Years Ago


Today is Wednesday, March 16, the 75th day of 2011. There are 290 days left in the year.

ASSOCIATED PRESS

On this date in:

1802: President Thomas Jefferson signs a measure authorizing the establishment of the U.S. Military Academy at West Point, N.Y.

1926: Rocket science pioneer Robert H. Goddard successfully tests the first liquid-fueled rocket, in Auburn, Mass.

1968: During the Vietnam War, the My Lai Massacre of Vietnamese civilians is carried out by U.S. Army troops.

1984: William Buckley, the CIA station chief in Beirut, is kidnapped by terrorists (he is tortured by his captors and killed in 1985).

1985: Terry Anderson, chief Middle East correspondent for The Associated Press, is abducted in Beirut; he is released in Dec. 1991.

1991: U.S. skaters Kristi Yamaguchi, Tonya Harding and Nancy Kerrigan sweep the World Figure Skating Championships in Munich, Germany.

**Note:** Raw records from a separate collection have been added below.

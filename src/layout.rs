//! Factory floor layout: explicit entity registries and radius queries.
//!
//! Replaces runtime scene scanning with registries fixed at construction
//! time. The layout answers the spatial questions the core needs (what is
//! within radius R of point P, by role) with a plain distance scan over the
//! registered entities, which keeps queries deterministic.

use crate::error::FactoryError;
use crate::station::{ConveyorBelt, DeliveryStation, ProcessingStation};
use crate::types::Vec3;

/// A spherical region of the floor (hazard zone or wall/obstacle footprint).
#[derive(Debug, Clone, Copy, PartialEq)]
pub struct Region {
    pub center: Vec3,
    pub radius: f64,
}

impl Region {
    pub fn new(center: Vec3, radius: f64) -> Self {
        Self { center, radius }
    }

    /// Returns true if `point` lies inside this region.
    pub fn contains(&self, point: &Vec3) -> bool {
        self.center.distance_to(point) <= self.radius
    }
}

/// Registries of every station, belt, and region on the floor.
///
/// Workstation order is fixed at registration time (processing stations
/// first, then delivery stations) and determines the distance slots of the
/// observation vector.
#[derive(Debug, Clone, Default)]
pub struct FactoryLayout {
    pub processing_stations: Vec<ProcessingStation>,
    pub delivery_stations: Vec<DeliveryStation>,
    pub belts: Vec<ConveyorBelt>,
    pub hazards: Vec<Region>,
    pub obstacles: Vec<Region>,
}

impl FactoryLayout {
    /// Creates an empty layout.
    pub fn new() -> Self {
        Self::default()
    }

    /// Registers a processing station, rejecting duplicate IDs.
    pub fn add_processing_station(
        &mut self,
        station: ProcessingStation,
    ) -> Result<(), FactoryError> {
        if self.station_id_taken(&station.id) {
            return Err(FactoryError::DuplicateStationId(station.id.clone()));
        }
        self.processing_stations.push(station);
        Ok(())
    }

    /// Registers a delivery station, rejecting duplicate IDs.
    pub fn add_delivery_station(&mut self, station: DeliveryStation) -> Result<(), FactoryError> {
        if self.station_id_taken(&station.id) {
            return Err(FactoryError::DuplicateStationId(station.id.clone()));
        }
        self.delivery_stations.push(station);
        Ok(())
    }

    /// Registers a conveyor belt.
    pub fn add_belt(&mut self, belt: ConveyorBelt) {
        self.belts.push(belt);
    }

    /// Registers a hazard region. Entering one terminates the episode.
    pub fn add_hazard(&mut self, region: Region) {
        self.hazards.push(region);
    }

    /// Registers a wall/obstacle region. Contact penalizes but does not
    /// terminate.
    pub fn add_obstacle(&mut self, region: Region) {
        self.obstacles.push(region);
    }

    fn station_id_taken(&self, id: &str) -> bool {
        self.processing_stations.iter().any(|s| s.id == id)
            || self.delivery_stations.iter().any(|s| s.id == id)
    }

    /// Validates that every required collaborator is present.
    pub fn validate(&self) -> Result<(), FactoryError> {
        if self.delivery_stations.is_empty() {
            return Err(FactoryError::NoDeliveryStations);
        }
        Ok(())
    }

    /// Total number of workstations (processing + delivery).
    pub fn num_workstations(&self) -> usize {
        self.processing_stations.len() + self.delivery_stations.len()
    }

    /// Number of registered conveyor belts.
    pub fn num_belts(&self) -> usize {
        self.belts.len()
    }

    /// Positions of all workstations in observation order.
    pub fn workstation_positions(&self) -> impl Iterator<Item = Vec3> + '_ {
        self.processing_stations
            .iter()
            .map(|s| s.position)
            .chain(self.delivery_stations.iter().map(|s| s.position))
    }

    /// Distance from `point` to the nearest workstation, if any exist.
    pub fn nearest_workstation_distance(&self, point: &Vec3) -> Option<f64> {
        self.workstation_positions()
            .map(|p| p.distance_to(point))
            .min_by(|a, b| a.partial_cmp(b).unwrap_or(std::cmp::Ordering::Equal))
    }

    /// Indices of delivery stations within `radius` of `point`, in
    /// registration order.
    pub fn delivery_stations_in_range(&self, point: &Vec3, radius: f64) -> Vec<usize> {
        self.delivery_stations
            .iter()
            .enumerate()
            .filter(|(_, s)| s.position.distance_to(point) <= radius)
            .map(|(i, _)| i)
            .collect()
    }

    /// Indices of processing stations within `radius` of `point`, in
    /// registration order.
    pub fn processing_stations_in_range(&self, point: &Vec3, radius: f64) -> Vec<usize> {
        self.processing_stations
            .iter()
            .enumerate()
            .filter(|(_, s)| s.position.distance_to(point) <= radius)
            .map(|(i, _)| i)
            .collect()
    }

    /// Returns true if `point` lies inside any hazard region.
    pub fn in_hazard(&self, point: &Vec3) -> bool {
        self.hazards.iter().any(|r| r.contains(point))
    }

    /// Returns true if `point` touches any wall or obstacle.
    pub fn in_obstacle(&self, point: &Vec3) -> bool {
        self.obstacles.iter().any(|r| r.contains(point))
    }

    /// Resets every station and belt for a new episode.
    pub fn reset(&mut self) {
        for s in &mut self.processing_stations {
            s.reset();
        }
        for s in &mut self.delivery_stations {
            s.reset();
        }
        for b in &mut self.belts {
            b.reset();
        }
    }
}
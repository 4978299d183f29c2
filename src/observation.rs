//! Observation encoding for the factory environment.
//!
//! Builds the fixed-order per-agent feature vector consumed by the external
//! action-decision source. Layout (length `6 + W + 2 + 3 + B` for W
//! workstations and B belts):
//!
//! ```text
//! [pos.x, pos.y, pos.z, rot.x, rot.y, rot.z]
//! ++ [dist_to_workstation_1 .. dist_to_workstation_W]   (normalized)
//! ++ [task_id / 4, carrying]
//! ++ [efficiency / 100, completed / 100, step / max_steps]
//! ++ [belt_load_1 .. belt_load_B]
//! ```
//!
//! The order is fixed at layout-construction time and must match exactly
//! between producer and consumer.

use crate::agent::Agent;
use crate::config::FactoryConfig;
use crate::layout::FactoryLayout;

/// Number of features encoding the agent's own pose.
pub const POSE_FEATURE_DIM: usize = 6;
/// Number of features encoding task state (task id + carrying flag).
pub const TASK_FEATURE_DIM: usize = 2;
/// Number of features encoding per-agent metrics.
pub const METRIC_FEATURE_DIM: usize = 3;

/// Builds observation vectors for agents.
pub struct ObservationBuilder;

impl ObservationBuilder {
    /// Observation length for a given layout.
    pub fn observation_dim(layout: &FactoryLayout) -> usize {
        POSE_FEATURE_DIM
            + layout.num_workstations()
            + TASK_FEATURE_DIM
            + METRIC_FEATURE_DIM
            + layout.num_belts()
    }

    /// Builds the observation vector for one agent.
    pub fn build(agent: &Agent, layout: &FactoryLayout, config: &FactoryConfig) -> Vec<f64> {
        let mut obs = Vec::with_capacity(Self::observation_dim(layout));

        // Own pose
        obs.push(agent.position.x);
        obs.push(agent.position.y);
        obs.push(agent.position.z);
        obs.push(agent.rotation.x);
        obs.push(agent.rotation.y);
        obs.push(agent.rotation.z);

        // Normalized distance to each workstation, in registration order.
        // d/(1+d) maps [0, inf) into [0, 1) without a world-size parameter.
        for position in layout.workstation_positions() {
            let d = agent.position.distance_to(&position);
            obs.push(d / (1.0 + d));
        }

        // Task state
        obs.push(agent.current_task.id() as f64 / 4.0);
        obs.push(if agent.is_carrying() { 1.0 } else { 0.0 });

        // Per-agent metrics
        obs.push(agent.efficiency_score / 100.0);
        obs.push(agent.products_completed as f64 / 100.0);
        obs.push(agent.step_count as f64 / config.max_steps as f64);

        // Belt loads
        for belt in &layout.belts {
            obs.push(belt.load());
        }

        obs
    }

    /// Builds observations for all agents.
    pub fn build_all(
        agents: &[Agent],
        layout: &FactoryLayout,
        config: &FactoryConfig,
    ) -> Vec<Vec<f64>> {
        agents
            .iter()
            .map(|a| Self::build(a, layout, config))
            .collect()
    }
}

1994: Figure skater Tonya Harding pleads guilty in Portland, Ore., to conspiracy to hinder prosecution for covering up an attack on rival Nancy Kerrigan, avoiding jail but drawing a $100,000 fine.

VINDICATOR FILES

1986: Mahoning County Common Pleas judges are looking into ways to recoup the cost of providing lawyers for indigent clients, which has climbed to $300,000 a year.

The Ohio Department of Transportation rebuts local officials who are seeking construction of an interchange at King Graves Road and state Route 11 in Trumbull County, which would serve the Youngstown Municipal Airport.

1971: Ohio Gov. John J. Gilligan proposes a tax package that would institute a personal and corporate income tax as high as 4 percent on those earning $10,000 or more, coupled with nearly a half billion in cuts to other taxes.

A bandit wearing a white turban enters the Western Union office at 213 W. Boardman street about 7:30 a.m., pulls a gun on an attendant and escapes with $159 from the safe and cash drawer.

1961: “America is threatened more by its lack of religious commitment than by the world conspiracy of outside enemies,” the Rev. Perry Epler Gresham, president of Bethany College, says at the third union Lenten service of four Wick Avenue churches.

Warren Detective Capt. Vern Teeple estimates a dozen sticks of dynamite were used to damage the vacant brick home of Warren Municipal Judge James Ravella at 3076 Overlook Drive. The judge and his family were reported vacationing in Florida.

1936: The board of directors of the Youngstown Municipal Railway Co. approves city council’s plan to install trackless trolleys on four South Side transportation lines.

Thirteen people escape death from a fire that engulfed the Vacca building at 3332 Wilson Avenue, Campbell.